The Washington PostDemocracy Dies in Darkness

A crane with Cold War CIA origins will help the Baltimore bridge cleanup

Updated March 31, 2024 at 1:34 p.m. EDT|Published March 31, 2024 at 1:30 p.m. EDT
The Chesapeake 1000 crane at Tradepoint Atlantic in Sparrows Point, Md., on Friday. (Brian Witte/AP)
5 min

The story of the massive crane tasked with clearing the wreckage of Baltimore’s Francis Scott Key Bridge began with a secret operation in the midst of the Cold War, a billionaire’s cover story and a missing Soviet submarine.

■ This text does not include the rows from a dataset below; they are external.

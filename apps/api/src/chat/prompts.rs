// Prompt fragments used to assemble chat conversations.

/// Chat replies get a little more room than enrichment.
pub const CHAT_TEMPERATURE: f32 = 0.3;

pub const JD_SUMMARY_PREFIX: &str = "JD summary: ";

/// Replace `{sector}` before sending.
pub const SECTOR_NOTE_TEMPLATE: &str = "Current sector and routing context: {sector}. \
    Keep recommendations inside Arc Athena routing.";

pub const LETTER_DRAFT_PREFIX: &str = "Here is the current assembled letter draft. \
    When editing, change as little as possible and obey the Inviolable Code. ";

pub const PATTERN_FRAGMENTS_PREFIX: &str = "Pattern fragments you can reference:\n";

pub const DEFAULT_MODE_DIRECTIVE: &str =
    "Mode default: keep guidance concise and practical.";

pub const JD_MODE_DIRECTIVE: &str = "Mode jd: interpret the JD, highlight what the role \
    is about, and propose sector routing and variables succinctly.";

pub const LETTER_MODE_DIRECTIVE: &str = "Mode letter: suggest concrete edits or replacements \
    for specific sentences. Preserve numerical details and role titles. Avoid abstract advice.";
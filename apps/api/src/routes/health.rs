use axum::{extract::State, Json};
use serde_json::{json, Value};

use crate::state::AppState;

/// GET /health
/// Returns a simple status object with service version and AI availability.
pub async fn health_handler(State(state): State<AppState>) -> Json<Value> {
    Json(json!({
        "status": "ok",
        "version": env!("CARGO_PKG_VERSION"),
        "service": "arc-athena-copilot",
        "aiEnabled": state.llm.is_some()
    }))
}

Decades ago, the Chesapeake 1000 crane, which arrived in Baltimore on Friday, was a key part of a Central Intelligence Agency project that aimed to recover Soviet secrets in a period fraught with political tension between the United States and the U.S.S.R.

In 1968, a Soviet sub carrying nuclear-armed ballistic missiles and at least six crew members went off the grid near Hawaii, according to the CIA. The United States found it 1,800 miles northwest of the state, and officials thought it might carry valuable intelligence. But how does one lift a 1,750-ton submarine from 16,500 feet below the surface?

The CIA took the lead and developed an operation that was code-named Project Azorian, ordering the construction of a huge mechanical claw to latch on to the sub and a ship-mounted hydraulic system to lift it.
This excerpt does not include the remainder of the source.